AIM OF THE EXERCISE =
I would like you to transcribe all of the data exactly.

Collected data entries
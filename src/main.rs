//! Herbarium-Harvest main entry point
//!
//! This is the command-line interface for the Herbarium-Harvest species harvester.

use anyhow::Context;
use clap::Parser;
use herbarium_harvest::aggregator::CompletionPolicy;
use herbarium_harvest::config::{load_config_with_hash, Config};
use herbarium_harvest::crawler::{build_frontier, Coordinator, HerbariumClient, RunOptions};
use herbarium_harvest::ledger::StatusLedger;
use herbarium_harvest::output::{print_statistics, LedgerStatistics, RecordWriter};
use herbarium_harvest::state::EntityId;
use std::path::PathBuf;
use std::sync::Arc;
use tracing_subscriber::EnvFilter;

/// Herbarium-Harvest: a resumable species profile harvester
///
/// Herbarium-Harvest assembles species profiles from the many section pages
/// of a herbarium site, writes one JSON file per species, and keeps a status
/// ledger so interrupted or partly failed harvests can be resumed or retried.
#[derive(Parser, Debug)]
#[command(name = "herbarium-harvest")]
#[command(version)]
#[command(about = "A resumable species profile harvester", long_about = None)]
struct Cli {
    /// Path to TOML configuration file
    #[arg(value_name = "CONFIG")]
    config: PathBuf,

    /// Harvest a single species by id
    #[arg(long, value_name = "ID")]
    species_id: Option<u32>,

    /// Skip species already recorded as completed
    #[arg(long)]
    resume: bool,

    /// Only harvest species recorded as retryable failures
    #[arg(long)]
    retry_failed: bool,

    /// Harvest at most this many species
    #[arg(long, value_name = "N")]
    max_species: Option<usize>,

    /// Increase logging verbosity (-v, -vv, -vvv)
    #[arg(short, long, action = clap::ArgAction::Count)]
    verbose: u8,

    /// Suppress non-error output
    #[arg(short, long, conflicts_with = "verbose")]
    quiet: bool,

    /// Validate config and show what would be harvested without fetching anything
    #[arg(long, conflicts_with = "stats")]
    dry_run: bool,

    /// Show statistics from the status ledger and exit
    #[arg(long, conflicts_with = "dry_run")]
    stats: bool,
}

impl Cli {
    fn run_options(&self) -> RunOptions {
        RunOptions {
            species_id: self.species_id.map(EntityId::from),
            resume: self.resume,
            retry_failed: self.retry_failed,
            max_species: self.max_species,
        }
    }
}

#[tokio::main]
async fn main() -> anyhow::Result<()> {
    let cli = Cli::parse();

    // Setup logging based on verbosity
    setup_logging(cli.verbose, cli.quiet);

    // Load and validate configuration
    tracing::info!("Loading configuration from: {}", cli.config.display());
    let (config, config_hash) = load_config_with_hash(&cli.config)
        .with_context(|| format!("Failed to load configuration {}", cli.config.display()))?;
    tracing::info!("Configuration loaded successfully (hash: {})", config_hash);

    let options = cli.run_options();

    // Handle different modes
    if cli.dry_run {
        handle_dry_run(&config, &options);
    } else if cli.stats {
        handle_stats(&config)?;
    } else {
        handle_harvest(config, options).await?;
    }

    Ok(())
}

/// Sets up the logging/tracing subscriber based on verbosity level
fn setup_logging(verbose: u8, quiet: bool) {
    let filter = if quiet {
        // Only show errors
        EnvFilter::new("error")
    } else {
        match verbose {
            0 => EnvFilter::new("herbarium_harvest=info,warn"),
            1 => EnvFilter::new("herbarium_harvest=debug,info"),
            2 => EnvFilter::new("herbarium_harvest=trace,debug"),
            _ => EnvFilter::new("trace"),
        }
    };

    tracing_subscriber::fmt()
        .with_env_filter(filter)
        .with_target(false)
        .with_thread_ids(false)
        .with_file(false)
        .init();
}

/// Handles the --dry-run mode: validates config and shows what would be harvested
fn handle_dry_run(config: &Config, options: &RunOptions) {
    println!("=== Herbarium-Harvest Dry Run ===\n");

    println!("Site:");
    println!("  Base URL: {}", config.site.base_url);

    println!("\nUser Agent:");
    println!("  {}", config.user_agent.header_value());

    println!("\nFetching:");
    println!("  Download delay: {}ms", config.fetch.download_delay);
    println!("  Request timeout: {}s", config.fetch.request_timeout);
    println!(
        "  Retries: {} (backoff from {}ms)",
        config.fetch.max_retries, config.fetch.retry_backoff
    );

    println!("\nAggregation:");
    println!("  Timeout window: {}ms", config.aggregation.timeout_window);
    println!(
        "  Partial completion needs max({}, {:.0}% of expected) responses",
        config.aggregation.min_responses,
        config.aggregation.min_fraction * 100.0
    );

    println!("\nOutput:");
    println!("  Records: {}", config.output.output_dir);
    println!("  Status ledger: {}", config.output.status_path().display());

    println!("\nRun:");
    match &options.species_id {
        Some(id) => println!("  Single species: {}", id),
        None => println!("  Species listing from the site"),
    }
    if options.resume {
        println!("  Skipping completed species");
    }
    if options.retry_failed {
        println!("  Only retryable failures");
    }
    if let Some(max) = options.max_species {
        println!("  At most {} species", max);
    }

    println!("\n✓ Configuration is valid");
}

/// Handles the --stats mode: shows statistics from the status ledger
fn handle_stats(config: &Config) -> anyhow::Result<()> {
    let path = config.output.status_path();
    println!("Status ledger: {}\n", path.display());

    let ledger = StatusLedger::load(&path);
    let data = ledger.snapshot().context("Failed to read status ledger")?;
    print_statistics(&LedgerStatistics::from_ledger(&data));

    Ok(())
}

/// Handles the main harvest operation
async fn handle_harvest(config: Config, options: RunOptions) -> anyhow::Result<()> {
    let ledger = Arc::new(StatusLedger::load(config.output.status_path()));
    let client = Arc::new(HerbariumClient::new(&config).context("Failed to build HTTP client")?);

    let frontier = build_frontier(client.as_ref(), &ledger, &options)
        .await
        .context("Failed to build species frontier")?;

    if frontier.is_empty() {
        tracing::info!("Nothing to harvest");
        return Ok(());
    }

    let writer = RecordWriter::new(&config.output.output_dir, ledger.clone());
    let policy = CompletionPolicy::from_config(&config.aggregation);
    let coordinator = Coordinator::new(client, policy, writer, frontier);

    let summary = coordinator
        .run_until(async {
            if let Err(e) = tokio::signal::ctrl_c().await {
                tracing::error!("Failed to listen for Ctrl-C: {}", e);
                std::future::pending::<()>().await;
            }
        })
        .await;

    println!("\n✓ Harvest finished: {}", summary);
    println!("  Status ledger: {}", ledger.path().display());

    Ok(())
}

ANSWER SECTION =
filename src/main.rs
//! Herbarium-Harvest main entry point
//!
//! This is the command-line interface for the Herbarium-Harvest species harvester.

use anyhow::Context;
use clap::Parser;
use herbarium_harvest::aggregator::CompletionPolicy;
use herbarium_harvest::config::{load_config_with_hash, Config};
use herbarium_harvest::crawler::{build_frontier, Coordinator, HerbariumClient, RunOptions};
use herbarium_harvest::ledger::StatusLedger;
use herbarium_harvest::output::{print_statistics, LedgerStatistics, RecordWriter};
use herbarium_harvest::state::EntityId;
use std::path::PathBuf;
use std::sync::Arc;
use tracing_subscriber::EnvFilter;

/// Herbarium-Harvest: a resumable species profile harvester
///
/// Herbarium-Harvest assembles species profiles from the many section pages
/// of a herbarium site, writes one JSON file per species, and keeps a status
/// ledger so interrupted or partly failed harvests can be resumed or retried.
#[derive(Parser, Debug)]
#[command(name = "herbarium-harvest")]
#[command(version)]
#[command(about = "A resumable species profile harvester", long_about = None)]
struct Cli {
    /// Path to TOML configuration file
    #[arg(value_name = "CONFIG")]
    config: PathBuf,

    /// Harvest a single species by id
    #[arg(long, value_name = "ID")]
    species_id: Option<u32>,

    /// Skip species already recorded as completed
    #[arg(long)]
    resume: bool,

    /// Only harvest species recorded as retryable failures
    #[arg(long)]
    retry_failed: bool,

    /// Harvest at most this many species
    #[arg(long, value_name = "N")]
    max_species: Option<usize>,

    /// Increase logging verbosity (-v, -vv, -vvv)
    #[arg(short, long, action = clap::ArgAction::Count)]
    verbose: u8,

    /// Suppress non-error output
    #[arg(short, long, conflicts_with = "verbose")]
    quiet: bool,

    /// Validate config and show what would be harvested without fetching anything
    #[arg(long, conflicts_with = "stats")]
    dry_run: bool,

    /// Show statistics from the status ledger and exit
    #[arg(long, conflicts_with = "dry_run")]
    stats: bool,
}

impl Cli {
    fn run_options(&self) -> RunOptions {
        RunOptions {
            species_id: self.species_id.map(EntityId::from),
            resume: self.resume,
            retry_failed: self.retry_failed,
            max_species: self.max_species,
        }
    }
}

#[tokio::main]
async fn main() -> anyhow::Result<()> {
    let cli = Cli::parse();

    // Setup logging based on verbosity
    setup_logging(cli.verbose, cli.quiet);

    // Load and validate configuration
    tracing::info!("Loading configuration from: {}", cli.config.display());
    let (config, config_hash) = load_config_with_hash(&cli.config)
        .with_context(|| format!("Failed to load configuration {}", cli.config.display()))?;
    tracing::info!("Configuration loaded successfully (hash: {})", config_hash);

    let options = cli.run_options();

    // Handle different modes
    if cli.dry_run {
        handle_dry_run(&config, &options);
    } else if cli.stats {
        handle_stats(&config)?;
    } else {
        handle_harvest(config, options).await?;
    }

    Ok(())
}

/// Sets up the logging/tracing subscriber based on verbosity level
fn setup_logging(verbose: u8, quiet: bool) {
    let filter = if quiet {
        // Only show errors
        EnvFilter::new("error")
    } else {
        match verbose {
            0 => EnvFilter::new("herbarium_harvest=info,warn"),
            1 => EnvFilter::new("herbarium_harvest=debug,info"),
            2 => EnvFilter::new("herbarium_harvest=trace,debug"),
            _ => EnvFilter::new("trace"),
        }
    };

    tracing_subscriber::fmt()
        .with_env_filter(filter)
        .with_target(false)
        .with_thread_ids(false)
        .with_file(false)
        .init();
}

/// Handles the --dry-run mode: validates config and shows what would be harvested
fn handle_dry_run(config: &Config, options: &RunOptions) {
    println!("=== Herbarium-Harvest Dry Run ===\n");

    println!("Site:");
    println!("  Base URL: {}", config.site.base_url);

    println!("\nUser Agent:");
    println!("  {}", config.user_agent.header_value());

    println!("\nFetching:");
    println!("  Download delay: {}ms", config.fetch.download_delay);
    println!("  Request timeout: {}s", config.fetch.request_timeout);
    println!(
        "  Retries: {} (backoff from {}ms)",
        config.fetch.max_retries, config.fetch.retry_backoff
    );

    println!("\nAggregation:");
    println!("  Timeout window: {}ms", config.aggregation.timeout_window);
    println!(
        "  Partial completion needs max({}, {:.0}% of expected) responses",
        config.aggregation.min_responses,
        config.aggregation.min_fraction * 100.0
    );

    println!("\nOutput:");
    println!("  Records: {}", config.output.output_dir);
    println!("  Status ledger: {}", config.output.status_path().display());

    println!("\nRun:");
    match &options.species_id {
        Some(id) => println!("  Single species: {}", id),
        None => println!("  Species listing from the site"),
    }
    if options.resume {
        println!("  Skipping completed species");
    }
    if options.retry_failed {
        println!("  Only retryable failures");
    }
    if let Some(max) = options.max_species {
        println!("  At most {} species", max);
    }

    println!("\n✓ Configuration is valid");
}

/// Handles the --stats mode: shows statistics from the status ledger
fn handle_stats(config: &Config) -> anyhow::Result<()> {
    let path = config.output.status_path();
    println!("Status ledger: {}\n", path.display());

    let ledger = StatusLedger::load(&path);
    let data = ledger.snapshot().context("Failed to read status ledger")?;
    print_statistics(&LedgerStatistics::from_ledger(&data));

    Ok(())
}

/// Handles the main harvest operation
async fn handle_harvest(config: Config, options: RunOptions) -> anyhow::Result<()> {
    let ledger = Arc::new(StatusLedger::load(config.output.status_path()));
    let client = Arc::new(HerbariumClient::new(&config).context("Failed to build HTTP client")?);

    let frontier = build_frontier(client.as_ref(), &ledger, &options)
        .await
        .context("Failed to build species frontier")?;

    if frontier.is_empty() {
        tracing::info!("Nothing to harvest");
        return Ok(());
    }

    let writer = RecordWriter::new(&config.output.output_dir, ledger.clone());
    let policy = CompletionPolicy::from_config(&config.aggregation);
    let coordinator = Coordinator::new(client, policy, writer, frontier);

    let summary = coordinator
        .run_until(async {
            if let Err(e) = tokio::signal::ctrl_c().await {
                tracing::error!("Failed to listen for Ctrl-C: {}", e);
                std::future::pending::<()>().await;
            }
        })
        .await;

    println!("\n✓ Harvest finished: {}", summary);
    println!("  Status ledger: {}", ledger.path().display());

    Ok(())
}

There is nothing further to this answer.